Uso de la diplomacia para el crimen por las dictaduras de Cuba, Nicaragua…
Carlos Sánchez Berzaín entrevistado por Luis Galeano en «Café con voz»: Nicaragua vuelve a ocupar el centro del debate hemisférico, no como un fenómeno aislado, sino como parte de un engranaje que responde a una lógica mayor: la de un modelo de dictadura de crimen organizado exportado desde Cuba en el contexto de la Guerra Fría.
El sandinismo no solo nació bajo esa influencia, sino que se consolidó como un instrumento de proyección regional. Aunque en 1990 perdió el gobierno mediante elecciones, nunca cedió el control real del poder, configurando así un sistema que ha perdurado y evolucionado hasta la actualidad.
Este modelo de dictadura, replicado en distintos momentos en países como Venezuela, Bolivia o Ecuador, se caracteriza por el uso de las estructuras del Estado para fines que trascienden lo institucional. La diplomacia, las embajadas y las inmunidades son utilizadas como mecanismos de penetración, influencia y desestabilización en otras democracias. Informes recientes de organismos internacionales sobre Nicaragua no hacen más que confirmar este patrón: persecución sistemática, represión política e incluso operaciones extraterritoriales contra opositores en el exilio.
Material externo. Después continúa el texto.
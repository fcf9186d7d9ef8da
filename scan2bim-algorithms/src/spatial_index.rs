use std::cmp::Ordering;

use kd_tree::{KdPoint, KdTree};
use scan2bim_core::nalgebra::Vector3;

/// Position stored in the kd-tree together with the index of the point it belongs to
#[derive(Debug, Clone, Copy)]
struct IndexedPosition {
    position: [f64; 3],
    index: usize,
}

impl KdPoint for IndexedPosition {
    type Scalar = f64;
    type Dim = typenum::U3;
    fn at(&self, k: usize) -> f64 {
        self.position[k]
    }
}

/// Result of a nearest neighbour query
#[derive(Debug, Clone, Copy, PartialEq)]
pub struct Neighbour {
    /// Index of the neighbour in the position slice the index was built from
    pub index: usize,
    pub distance: f64,
}

/// Kd-tree over a set of 3D positions that answers radius and nearest neighbour queries in terms of point indices.
/// The index is immutable once built and can be queried concurrently.
pub struct SpatialIndex {
    tree: KdTree<IndexedPosition>,
}

impl SpatialIndex {
    /// Builds an index over all `positions`. Query results refer to indices into `positions`
    pub fn build(positions: &[Vector3<f64>]) -> Self {
        Self::build_from_indexed(
            positions
                .iter()
                .enumerate()
                .map(|(index, position)| IndexedPosition {
                    position: [position.x, position.y, position.z],
                    index,
                })
                .collect(),
        )
    }

    /// Builds an index over the subset of `positions` given by `indices`. Query results still refer to indices
    /// into `positions`, not into `indices`
    ///
    /// # Panics
    ///
    /// If any of the `indices` is out of bounds for `positions`
    pub fn build_subset(positions: &[Vector3<f64>], indices: &[usize]) -> Self {
        Self::build_from_indexed(
            indices
                .iter()
                .map(|index| {
                    let position = positions[*index];
                    IndexedPosition {
                        position: [position.x, position.y, position.z],
                        index: *index,
                    }
                })
                .collect(),
        )
    }

    fn build_from_indexed(points: Vec<IndexedPosition>) -> Self {
        Self {
            tree: KdTree::build_by_ordered_float(points),
        }
    }

    /// Number of indexed positions
    pub fn len(&self) -> usize {
        self.tree.items().len()
    }

    pub fn is_empty(&self) -> bool {
        self.tree.items().is_empty()
    }

    /// Finds the indexed position closest to `query`. Returns `None` if the index is empty. The kd-tree traversal is
    /// deterministic, so equidistant candidates always resolve to the same index for the same input
    pub fn nearest(&self, query: &Vector3<f64>) -> Option<Neighbour> {
        self.tree
            .nearest(&[query.x, query.y, query.z])
            .map(|found| Neighbour {
                index: found.item.index,
                distance: found.squared_distance.sqrt(),
            })
    }

    /// Returns the indices of all positions within Euclidean distance `radius` of `query`, including a position
    /// equal to `query` itself and positions at exactly `radius`. The order of the returned indices is unspecified
    pub fn within_radius(&self, query: &Vector3<f64>, radius: f64) -> Vec<usize> {
        let center = [query.x, query.y, query.z];
        // The box is padded so that rounding in `center ± radius` never drops a point the distance test keeps
        let reach = radius + radius.abs() * 1e-9;
        let squared_radius = radius * radius;
        self.tree
            .within_by_cmp(|item, k| {
                let coordinate = item.position[k];
                if coordinate < center[k] - reach {
                    Ordering::Less
                } else if coordinate > center[k] + reach {
                    Ordering::Greater
                } else {
                    Ordering::Equal
                }
            })
            .into_iter()
            .filter(|item| {
                let squared_distance: f64 = (0..3)
                    .map(|k| (item.position[k] - center[k]).powi(2))
                    .sum();
                squared_distance <= squared_radius
            })
            .map(|item| item.index)
            .collect()
    }
}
Decisiones como la expulsión de diplomáticos cubanos por parte de Ecuador o la ruptura de relaciones de Costa Rica con La Habana reflejan una creciente preocupación por la seguridad interna y la defensa del orden democrático. Amparados en la Convención de Viena, estos Estados han optado por declarar “persona non grata” a funcionarios que, bajo apariencia diplomática, serían considerados agentes de injerencia. La pregunta que emerge es si el resto del continente seguirá ese camino o mantendrá una relación que ha sido funcional a las dictaduras de crimen organizado durante décadas.
En Nicaragua, además, sectores empresariales han contribuido, directa o indirectamente a la permanencia del sistema, priorizando su estabilidad por sobre principios democráticos. Esta dinámica complica cualquier transición, ya que no se trata solo de reemplazar liderazgos políticos, sino de desmontar una estructura de poder profundamente arraigada.
Con procesos de transformación en marcha en varios países y una presión internacional creciente, Nicaragua aparece como una de las piezas clave en el desenlace. Sin embargo, la experiencia histórica advierte: no basta con la salida de la dictadura para garantizar la democratización. El verdadero desafío radica en desmontar el sistema criminal de la dictadura, reformar las leyes, evitar la impunidad y reconstruir las instituciones. Solo entonces podría hablarse, con propiedad, de una transición real hacia la libertad y democracia.